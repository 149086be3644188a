//! Tests for CLI argument parsing and the end-to-end binary

use assert_cmd::Command;
use causaprep::cli::Cli;
use clap::Parser;
use predicates::prelude::*;
use std::io::Write;
use std::path::{Path, PathBuf};
use tempfile::TempDir;

#[test]
fn test_cli_default_values() {
    let cli = Cli::parse_from(["causaprep"]);

    assert_eq!(
        cli.config,
        PathBuf::from("config.json"),
        "Default config path should be config.json"
    );
    assert!(cli.input.is_none(), "Input override should default to none");
    assert!(cli.seed.is_none(), "Seed override should default to none");
    assert!(!cli.show_all_columns, "Default show_all_columns should be false");
    assert!(cli.report.is_none(), "Report export should default to off");
    assert_eq!(
        cli.infer_schema_length, 10000,
        "Default schema inference should be 10000"
    );
}

#[test]
fn test_cli_custom_values() {
    let cli = Cli::parse_from([
        "causaprep",
        "--config",
        "run.json",
        "--input",
        "raw.csv",
        "--seed",
        "7",
        "--show-all-columns",
        "--report",
        "report.json",
    ]);

    assert_eq!(cli.config, PathBuf::from("run.json"));
    assert_eq!(cli.input, Some(PathBuf::from("raw.csv")));
    assert_eq!(cli.seed, Some(7));
    assert!(cli.show_all_columns);
    assert_eq!(cli.report, Some(PathBuf::from("report.json")));
}

/// Write a raw survey CSV with 12 eligible and 2 ineligible rows.
///
/// The eligible hours are 5,10,...,60 (median 32.5), so binarization yields
/// 6 treated and 6 control rows and each class splits 4/1/1.
fn write_fixture_csv(path: &Path) {
    let mut file = std::fs::File::create(path).unwrap();
    writeln!(file, "age_bracket,citizenship,cost,working_hrs,capital_gain,union_member,region").unwrap();
    for i in 0..12 {
        let hours = 5 * (i + 1);
        let region = ["north", "south", "east"][i % 3];
        writeln!(
            file,
            "{},0,{},{},{},{},{}",
            1 + i % 4,
            2 + i,
            hours,
            100 * i,
            i % 2,
            region
        )
        .unwrap();
    }
    // Ineligible rows: age bracket too high, then non-zero citizenship
    writeln!(file, "9,0,50,40,0,1,west").unwrap();
    writeln!(file, "2,1,50,40,0,0,west").unwrap();
    drop(file);
}

fn write_fixture_config(dir: &Path, csv: &Path) -> PathBuf {
    let out_dir = dir.join("out");
    let config_path = dir.join("config.json");
    let contents = format!(
        r#"{{
            "datasets": {{
                "raw": "{raw}",
                "processed": {{
                    "train": "{out}/train.csv",
                    "valid": "{out}/valid.csv",
                    "test": "{out}/test.csv"
                }}
            }},
            "features": {{
                "age_col": "age_bracket",
                "citizen_col": "citizenship",
                "cost_col": "cost",
                "hour_col": "working_hrs",
                "gain_col": "capital_gain",
                "binary_cols": ["union_member"],
                "categorical_cols": ["region"]
            }}
        }}"#,
        raw = csv.display(),
        out = out_dir.display()
    );
    std::fs::write(&config_path, contents).unwrap();
    config_path
}

#[test]
fn test_binary_end_to_end() {
    let temp_dir = TempDir::new().unwrap();
    let csv_path = temp_dir.path().join("raw.csv");
    write_fixture_csv(&csv_path);
    let config_path = write_fixture_config(temp_dir.path(), &csv_path);

    Command::cargo_bin("causaprep")
        .unwrap()
        .arg("--config")
        .arg(&config_path)
        .assert()
        .success()
        .stdout(predicate::str::contains("preparation complete"));

    let out_dir = temp_dir.path().join("out");
    for name in ["train.csv", "valid.csv", "test.csv"] {
        assert!(
            out_dir.join(name).exists(),
            "expected output partition {} to be written",
            name
        );
    }

    // 12 eligible rows -> 8 train, 2 valid, 2 test (plus a header line each)
    let train = std::fs::read_to_string(out_dir.join("train.csv")).unwrap();
    let valid = std::fs::read_to_string(out_dir.join("valid.csv")).unwrap();
    let test = std::fs::read_to_string(out_dir.join("test.csv")).unwrap();
    assert_eq!(train.lines().count(), 9);
    assert_eq!(valid.lines().count(), 3);
    assert_eq!(test.lines().count(), 3);

    // Encoding before splitting guarantees one shared column schema
    let headers: Vec<&str> = [&train, &valid, &test]
        .iter()
        .map(|c| c.lines().next().unwrap())
        .collect();
    assert_eq!(headers[0], headers[1]);
    assert_eq!(headers[1], headers[2]);
    assert!(
        headers[0].contains("region_north"),
        "categorical columns must be one-hot encoded in the outputs: {}",
        headers[0]
    );
}

#[test]
fn test_binary_is_reproducible_across_runs() {
    let temp_dir = TempDir::new().unwrap();
    let csv_path = temp_dir.path().join("raw.csv");
    write_fixture_csv(&csv_path);
    let config_path = write_fixture_config(temp_dir.path(), &csv_path);
    let train_path = temp_dir.path().join("out").join("train.csv");

    Command::cargo_bin("causaprep")
        .unwrap()
        .arg("--config")
        .arg(&config_path)
        .assert()
        .success();
    let first = std::fs::read_to_string(&train_path).unwrap();

    Command::cargo_bin("causaprep")
        .unwrap()
        .arg("--config")
        .arg(&config_path)
        .assert()
        .success();
    let second = std::fs::read_to_string(&train_path).unwrap();

    assert_eq!(first, second, "a fixed seed must reproduce the split exactly");
}

#[test]
fn test_binary_writes_run_report() {
    let temp_dir = TempDir::new().unwrap();
    let csv_path = temp_dir.path().join("raw.csv");
    write_fixture_csv(&csv_path);
    let config_path = write_fixture_config(temp_dir.path(), &csv_path);
    let report_path = temp_dir.path().join("report.json");

    Command::cargo_bin("causaprep")
        .unwrap()
        .arg("--config")
        .arg(&config_path)
        .arg("--report")
        .arg(&report_path)
        .assert()
        .success();

    let report: serde_json::Value =
        serde_json::from_str(&std::fs::read_to_string(&report_path).unwrap()).unwrap();

    assert_eq!(report["metadata"]["seed"], 42);
    assert_eq!(report["summary"]["eligible_rows"], 12);
    assert_eq!(report["summary"]["treated"], 6);
    assert_eq!(report["summary"]["control"], 6);
    assert_eq!(report["summary"]["partitions"]["train"], 8);
    assert_eq!(report["summary"]["partitions"]["valid"], 2);
    assert_eq!(report["summary"]["partitions"]["test"], 2);
}

#[test]
fn test_binary_fails_on_missing_column() {
    let temp_dir = TempDir::new().unwrap();
    let csv_path = temp_dir.path().join("raw.csv");

    // No capital_gain column
    let mut file = std::fs::File::create(&csv_path).unwrap();
    writeln!(file, "age_bracket,citizenship,cost,working_hrs,union_member,region").unwrap();
    writeln!(file, "1,0,5,40,1,north").unwrap();
    drop(file);

    let config_path = write_fixture_config(temp_dir.path(), &csv_path);

    Command::cargo_bin("causaprep")
        .unwrap()
        .arg("--config")
        .arg(&config_path)
        .assert()
        .failure()
        .stderr(predicate::str::contains("capital_gain"));
}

★ ★ ★

• _Task_: Repeat every entry exactly, please.

• _Answer below_:
repository 149086be3644188a
//! Tests for CLI argument parsing and the end-to-end binary

use assert_cmd::Command;
use causaprep::cli::Cli;
use clap::Parser;
use predicates::prelude::*;
use std::io::Write;
use std::path::{Path, PathBuf};
use tempfile::TempDir;

#[test]
fn test_cli_default_values() {
    let cli = Cli::parse_from(["causaprep"]);

    assert_eq!(
        cli.config,
        PathBuf::from("config.json"),
        "Default config path should be config.json"
    );
    assert!(cli.input.is_none(), "Input override should default to none");
    assert!(cli.seed.is_none(), "Seed override should default to none");
    assert!(!cli.show_all_columns, "Default show_all_columns should be false");
    assert!(cli.report.is_none(), "Report export should default to off");
    assert_eq!(
        cli.infer_schema_length, 10000,
        "Default schema inference should be 10000"
    );
}

#[test]
fn test_cli_custom_values() {
    let cli = Cli::parse_from([
        "causaprep",
        "--config",
        "run.json",
        "--input",
        "raw.csv",
        "--seed",
        "7",
        "--show-all-columns",
        "--report",
        "report.json",
    ]);

    assert_eq!(cli.config, PathBuf::from("run.json"));
    assert_eq!(cli.input, Some(PathBuf::from("raw.csv")));
    assert_eq!(cli.seed, Some(7));
    assert!(cli.show_all_columns);
    assert_eq!(cli.report, Some(PathBuf::from("report.json")));
}

/// Write a raw survey CSV with 12 eligible and 2 ineligible rows.
///
/// The eligible hours are 5,10,...,60 (median 32.5), so binarization yields
/// 6 treated and 6 control rows and each class splits 4/1/1.
fn write_fixture_csv(path: &Path) {
    let mut file = std::fs::File::create(path).unwrap();
    writeln!(file, "age_bracket,citizenship,cost,working_hrs,capital_gain,union_member,region").unwrap();
    for i in 0..12 {
        let hours = 5 * (i + 1);
        let region = ["north", "south", "east"][i % 3];
        writeln!(
            file,
            "{},0,{},{},{},{},{}",
            1 + i % 4,
            2 + i,
            hours,
            100 * i,
            i % 2,
            region
        )
        .unwrap();
    }
    // Ineligible rows: age bracket too high, then non-zero citizenship
    writeln!(file, "9,0,50,40,0,1,west").unwrap();
    writeln!(file, "2,1,50,40,0,0,west").unwrap();
    drop(file);
}

fn write_fixture_config(dir: &Path, csv: &Path) -> PathBuf {
    let out_dir = dir.join("out");
    let config_path = dir.join("config.json");
    let contents = format!(
        r#"{{
            "datasets": {{
                "raw": "{raw}",
                "processed": {{
                    "train": "{out}/train.csv",
                    "valid": "{out}/valid.csv",
                    "test": "{out}/test.csv"
                }}
            }},
            "features": {{
                "age_col": "age_bracket",
                "citizen_col": "citizenship",
                "cost_col": "cost",
                "hour_col": "working_hrs",
                "gain_col": "capital_gain",
                "binary_cols": ["union_member"],
                "categorical_cols": ["region"]
            }}
        }}"#,
        raw = csv.display(),
        out = out_dir.display()
    );
    std::fs::write(&config_path, contents).unwrap();
    config_path
}

#[test]
fn test_binary_end_to_end() {
    let temp_dir = TempDir::new().unwrap();
    let csv_path = temp_dir.path().join("raw.csv");
    write_fixture_csv(&csv_path);
    let config_path = write_fixture_config(temp_dir.path(), &csv_path);

    Command::cargo_bin("causaprep")
        .unwrap()
        .arg("--config")
        .arg(&config_path)
        .assert()
        .success()
        .stdout(predicate::str::contains("preparation complete"));

    let out_dir = temp_dir.path().join("out");
    for name in ["train.csv", "valid.csv", "test.csv"] {
        assert!(
            out_dir.join(name).exists(),
            "expected output partition {} to be written",
            name
        );
    }

    // 12 eligible rows -> 8 train, 2 valid, 2 test (plus a header line each)
    let train = std::fs::read_to_string(out_dir.join("train.csv")).unwrap();
    let valid = std::fs::read_to_string(out_dir.join("valid.csv")).unwrap();
    let test = std::fs::read_to_string(out_dir.join("test.csv")).unwrap();
    assert_eq!(train.lines().count(), 9);
    assert_eq!(valid.lines().count(), 3);
    assert_eq!(test.lines().count(), 3);

    // Encoding before splitting guarantees one shared column schema
    let headers: Vec<&str> = [&train, &valid, &test]
        .iter()
        .map(|c| c.lines().next().unwrap())
        .collect();
    assert_eq!(headers[0], headers[1]);
    assert_eq!(headers[1], headers[2]);
    assert!(
        headers[0].contains("region_north"),
        "categorical columns must be one-hot encoded in the outputs: {}",
        headers[0]
    );
}

#[test]
fn test_binary_is_reproducible_across_runs() {
    let temp_dir = TempDir::new().unwrap();
    let csv_path = temp_dir.path().join("raw.csv");
    write_fixture_csv(&csv_path);
    let config_path = write_fixture_config(temp_dir.path(), &csv_path);
    let train_path = temp_dir.path().join("out").join("train.csv");

    Command::cargo_bin("causaprep")
        .unwrap()
        .arg("--config")
        .arg(&config_path)
        .assert()
        .success();
    let first = std::fs::read_to_string(&train_path).unwrap();

    Command::cargo_bin("causaprep")
        .unwrap()
        .arg("--config")
        .arg(&config_path)
        .assert()
        .success();
    let second = std::fs::read_to_string(&train_path).unwrap();

    assert_eq!(first, second, "a fixed seed must reproduce the split exactly");
}

#[test]
fn test_binary_writes_run_report() {
    let temp_dir = TempDir::new().unwrap();
    let csv_path = temp_dir.path().join("raw.csv");
    write_fixture_csv(&csv_path);
    let config_path = write_fixture_config(temp_dir.path(), &csv_path);
    let report_path = temp_dir.path().join("report.json");

    Command::cargo_bin("causaprep")
        .unwrap()
        .arg("--config")
        .arg(&config_path)
        .arg("--report")
        .arg(&report_path)
        .assert()
        .success();

    let report: serde_json::Value =
        serde_json::from_str(&std::fs::read_to_string(&report_path).unwrap()).unwrap();

    assert_eq!(report["metadata"]["seed"], 42);
    assert_eq!(report["summary"]["eligible_rows"], 12);
    assert_eq!(report["summary"]["treated"], 6);
    assert_eq!(report["summary"]["control"], 6);
    assert_eq!(report["summary"]["partitions"]["train"], 8);
    assert_eq!(report["summary"]["partitions"]["valid"], 2);
    assert_eq!(report["summary"]["partitions"]["test"], 2);
}

#[test]
fn test_binary_fails_on_missing_column() {
    let temp_dir = TempDir::new().unwrap();
    let csv_path = temp_dir.path().join("raw.csv");

    // No capital_gain column
    let mut file = std::fs::File::create(&csv_path).unwrap();
    writeln!(file, "age_bracket,citizenship,cost,working_hrs,union_member,region").unwrap();
    writeln!(file, "1,0,5,40,1,north").unwrap();
    drop(file);

    let config_path = write_fixture_config(temp_dir.path(), &csv_path);

    Command::cargo_bin("causaprep")
        .unwrap()
        .arg("--config")
        .arg(&config_path)
        .assert()
        .failure()
        .stderr(predicate::str::contains("capital_gain"));
}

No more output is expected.